I was telling Ming how I want to garden--I love everything about it. The self-sufficiency, the organicness, the freshness of the delicious foods, being close the nature, nurturing plants, learning about plants, spending time with plants. I love everything about gardening except for actually gardening. I was laughing.
He said, "What about growing chia greens? What's that?"
I said, "It's fun. It's easy. It's no big deal, on the kitchen counter."
He said, "It starts with a g."
I said, "You think that counts as gardening? Well, ok. You're nice!"
Then I was telling him this whole fantasy how I'm a microfarmer wearing microoveralls with a piece of microhay sticking out of my mouth.
He said I could put a micorscarecrow in there. I said it would be easy to get a little toy and stick it on a toothpick. There are no microcrows, but there could be fruit flies.
That reminds me of a joke I read recently.

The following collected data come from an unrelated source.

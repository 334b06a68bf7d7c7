//! # Route table and navigation guard
//!
//! [`ROUTES`] is the single source of page metadata: the router in the web
//! crate matches its `Route` enum against these paths, the sidebar is built
//! from [`menu`], and every navigation passes through [`guard`].
//!
//! The guard decides in this order:
//!
//! 1. a logged-in user heading to `/login` is sent to `/`;
//! 2. a route that does not require auth is entered;
//! 3. a logged-out user is sent to `/login` with a warning;
//! 4. otherwise the route is entered.
//!
//! Paths missing from the table are treated as public; the router's
//! catch-all takes care of them.

pub const LOGIN_PATH: &str = "/login";
pub const HOME_PATH: &str = "/";
pub const DASHBOARD_PATH: &str = "/dashboard";
pub const APP_TITLE: &str = "Student Grade Management System";
pub const LOGIN_REQUIRED: &str = "Please log in first";

/// Static metadata for one page.
#[derive(Clone, Copy, Debug, PartialEq, Eq)]
pub struct RouteMeta {
    pub path: &'static str,
    pub name: &'static str,
    pub title: &'static str,
    /// Icon key; the UI maps it to a glyph.
    pub icon: Option<&'static str>,
    /// Sidebar group, `None` for top-level entries.
    pub section: Option<&'static str>,
    pub requires_auth: bool,
    pub redirect: Option<&'static str>,
}

impl RouteMeta {
    const fn page(
        path: &'static str,
        name: &'static str,
        title: &'static str,
        icon: &'static str,
        section: Option<&'static str>,
    ) -> Self {
        Self {
            path,
            name,
            title,
            icon: Some(icon),
            section,
            requires_auth: true,
            redirect: None,
        }
    }

    pub fn in_menu(&self) -> bool {
        self.requires_auth && self.redirect.is_none()
    }
}

pub const SECTION_BASIC: &str = "Basic data";
pub const SECTION_SCORES: &str = "Scores";
pub const SECTION_SYSTEM: &str = "System";

pub static ROUTES: &[RouteMeta] = &[
    RouteMeta {
        path: LOGIN_PATH,
        name: "Login",
        title: "Login",
        icon: None,
        section: None,
        requires_auth: false,
        redirect: None,
    },
    RouteMeta {
        path: HOME_PATH,
        name: "Root",
        title: "",
        icon: None,
        section: None,
        requires_auth: true,
        redirect: Some(DASHBOARD_PATH),
    },
    RouteMeta::page(DASHBOARD_PATH, "Dashboard", "Home", "house", None),
    RouteMeta::page("/basic/grade", "GradeManage", "Grades", "school", Some(SECTION_BASIC)),
    RouteMeta::page("/basic/class", "ClassManage", "Classes", "house", Some(SECTION_BASIC)),
    RouteMeta::page("/basic/teacher", "TeacherManage", "Teachers", "avatar", Some(SECTION_BASIC)),
    RouteMeta::page("/basic/student", "StudentManage", "Students", "user-filled", Some(SECTION_BASIC)),
    RouteMeta::page("/basic/course", "CourseManage", "Courses", "reading", Some(SECTION_BASIC)),
    RouteMeta::page("/grade/exam", "ExamManage", "Exams", "document", Some(SECTION_SCORES)),
    RouteMeta::page("/grade/score", "ScoreEntry", "Score entry", "edit", Some(SECTION_SCORES)),
    RouteMeta::page("/grade/statistics", "ScoreStatistics", "Score statistics", "pie-chart", Some(SECTION_SCORES)),
    RouteMeta::page("/system/user", "UserManage", "Users", "user", Some(SECTION_SYSTEM)),
    RouteMeta::page("/system/role", "RoleManage", "Roles", "user-filled", Some(SECTION_SYSTEM)),
];

fn normalize(path: &str) -> &str {
    let path = path.split(['?', '#']).next().unwrap_or_default();
    match path.trim_end_matches('/') {
        "" => HOME_PATH,
        trimmed => trimmed,
    }
}

pub fn find_route(path: &str) -> Option<&'static RouteMeta> {
    let path = normalize(path);
    ROUTES.iter().find(|r| r.path == path)
}

pub fn find_by_name(name: &str) -> Option<&'static RouteMeta> {
    ROUTES.iter().find(|r| r.name == name)
}

/// Outcome of a navigation attempt.
#[derive(Clone, Copy, Debug, PartialEq, Eq)]
pub enum Navigation {
    Proceed,
    Redirect {
        to: &'static str,
        warning: Option<&'static str>,
    },
}

/// Decide whether the user may enter `meta`.
pub fn guard(meta: &RouteMeta, logged_in: bool) -> Navigation {
    if logged_in && meta.path == LOGIN_PATH {
        return Navigation::Redirect {
            to: HOME_PATH,
            warning: None,
        };
    }
    if !meta.requires_auth {
        return Navigation::Proceed;
    }
    if !logged_in {
        return Navigation::Redirect {
            to: LOGIN_PATH,
            warning: Some(LOGIN_REQUIRED),
        };
    }
    Navigation::Proceed
}

/// [`guard`] for a raw path.
pub fn guard_path(path: &str, logged_in: bool) -> Navigation {
    match find_route(path) {
        Some(meta) => guard(meta, logged_in),
        None => Navigation::Proceed,
    }
}

/// [`guard_path`] for a navigation that follows `previous` (the last path
/// and login state the guard saw). When the session ends while the user
/// stays on the same page, through logout or an expired token, the redirect
/// to the login page carries no warning: the user did not navigate anywhere.
pub fn guard_transition(previous: Option<(&str, bool)>, path: &str, logged_in: bool) -> Navigation {
    match guard_path(path, logged_in) {
        Navigation::Redirect { to, .. }
            if matches!(previous, Some((prev, true)) if normalize(prev) == normalize(path)) =>
        {
            Navigation::Redirect { to, warning: None }
        }
        decision => decision,
    }
}

/// Browser title for a page: `"{title} - {app}"`, or just `app` when the page
/// has no title.
pub fn document_title(meta: Option<&RouteMeta>, app_title: &str) -> String {
    match meta.map(|m| m.title).filter(|t| !t.is_empty()) {
        Some(title) => format!("{title} - {app_title}"),
        None => app_title.to_string(),
    }
}

/// One sidebar group.
#[derive(Clone, Debug, PartialEq, Eq)]
pub struct MenuSection {
    pub title: Option<&'static str>,
    pub items: Vec<&'static RouteMeta>,
}

/// Protected pages grouped by section, in table order.
pub fn menu() -> Vec<MenuSection> {
    let mut sections: Vec<MenuSection> = Vec::new();
    for route in ROUTES.iter().filter(|r| r.in_menu()) {
        match sections.iter_mut().find(|s| s.title == route.section) {
            Some(section) => section.items.push(route),
            None => sections.push(MenuSection {
                title: route.section,
                items: vec![route],
            }),
        }
    }
    sections
}

#[cfg(test)]
mod tests {
    use super::*;

    #[test]
    fn test_logged_in_user_leaves_login_page() {
        assert_eq!(
            guard_path("/login", true),
            Navigation::Redirect {
                to: "/",
                warning: None
            }
        );
        assert_eq!(guard_path("/login", false), Navigation::Proceed);
    }

    #[test]
    fn test_public_routes_never_redirect_to_login() {
        for route in ROUTES.iter().filter(|r| !r.requires_auth) {
            for logged_in in [false, true] {
                let nav = guard(route, logged_in);
                assert!(
                    !matches!(nav, Navigation::Redirect { to: LOGIN_PATH, .. }),
                    "{} redirected to login",
                    route.path
                );
            }
        }
        assert_eq!(guard_path("/no/such/page", false), Navigation::Proceed);
    }

    #[test]
    fn test_protected_routes_require_login() {
        for route in ROUTES.iter().filter(|r| r.requires_auth) {
            assert_eq!(
                guard(route, false),
                Navigation::Redirect {
                    to: LOGIN_PATH,
                    warning: Some(LOGIN_REQUIRED)
                }
            );
            assert_eq!(guard(route, true), Navigation::Proceed);
        }
    }

    #[test]
    fn test_session_ending_in_place_redirects_silently() {
        assert_eq!(
            guard_transition(Some(("/dashboard", true)), "/dashboard", false),
            Navigation::Redirect {
                to: LOGIN_PATH,
                warning: None
            }
        );
        assert_eq!(
            guard_transition(Some(("/basic/grade", true)), "/basic/grade/", false),
            Navigation::Redirect {
                to: LOGIN_PATH,
                warning: None
            }
        );
    }

    #[test]
    fn test_navigating_without_session_still_warns() {
        let warned = Navigation::Redirect {
            to: LOGIN_PATH,
            warning: Some(LOGIN_REQUIRED),
        };
        assert_eq!(guard_transition(None, "/dashboard", false), warned);
        assert_eq!(guard_transition(Some(("/login", false)), "/dashboard", false), warned);
        assert_eq!(guard_transition(Some(("/dashboard", true)), "/basic/grade", false), warned);
        assert_eq!(guard_transition(Some(("/dashboard", false)), "/dashboard", false), warned);
        assert_eq!(guard_transition(Some(("/dashboard", true)), "/dashboard", true), Navigation::Proceed);
    }

    #[test]
    fn test_path_normalization() {
        assert_eq!(find_route("/basic/grade/").map(|r| r.name), Some("GradeManage"));
        assert_eq!(find_route("/grade/score?examId=1").map(|r| r.name), Some("ScoreEntry"));
        assert_eq!(find_route("").map(|r| r.name), Some("Root"));
        assert_eq!(find_by_name("RoleManage").map(|r| r.path), Some("/system/role"));
    }

    #[test]
    fn test_document_title() {
        assert_eq!(
            document_title(find_route("/basic/grade"), APP_TITLE),
            "Grades - Student Grade Management System"
        );
        assert_eq!(document_title(find_route("/"), APP_TITLE), APP_TITLE);
        assert_eq!(document_title(None, "Gradebook"), "Gradebook");
    }

    #[test]
    fn test_menu_groups_in_table_order() {
        let sections = menu();
        let titles: Vec<_> = sections.iter().map(|s| s.title).collect();
        assert_eq!(
            titles,
            vec![None, Some(SECTION_BASIC), Some(SECTION_SCORES), Some(SECTION_SYSTEM)]
        );
        assert_eq!(sections[0].items[0].path, DASHBOARD_PATH);
        assert_eq!(sections[1].items.len(), 5);
        assert!(sections.iter().flat_map(|s| &s.items).all(|r| r.path != LOGIN_PATH && r.path != HOME_PATH));
    }
}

My chia seeds are growing a lot. They have little leaves now and are green. So cute.
Here's the joke. The original I read was anti-liberal, anti-big government. This version is slightly different, but I love it for the end.
***
A shepherd is in a remote pasture when a BMW comes toward him. The driver, a young man in an expensive suit, leans out the window and asks,”If I tell you exactly how many sheep you have in your flock, will you give me one of them?”
The shepherd looks at the man, then answers, “Sure.”
The visitor parks his car, whips out his iphone, calls up a GPS, looks at satellite photos... opens a spreadsheet, sends an email, receives a response. Prints out a 150 page report on his miniprinter, turns to the shepherd and says, “You have exactly 1,587 sheep.”
“That is correct,” says the shepherd. He watches the young man select an animal and put it in his car.
Then the shepherd asks: “If I can tell you what your business is, will you give me my sheep back?”
“Ok,” answers the young man.
“Clearly, you are a consultant,” says the shepherd.
“That’s correct!” says the visitor. “But how did you know?”
“Easy,” says the shepherd. “You showed up here, although nobody wanted you to. You got paid for an answer I already knew, to a question I never asked, and you know nothing about my business. Now give me my dog back.”
1 Comments:
At November 15, 2019 9:30 AM, Kris said…
It does all seem to be going to hell in a handbasket, but I have had some consolation from reading history where messing things up seems to be standard practice.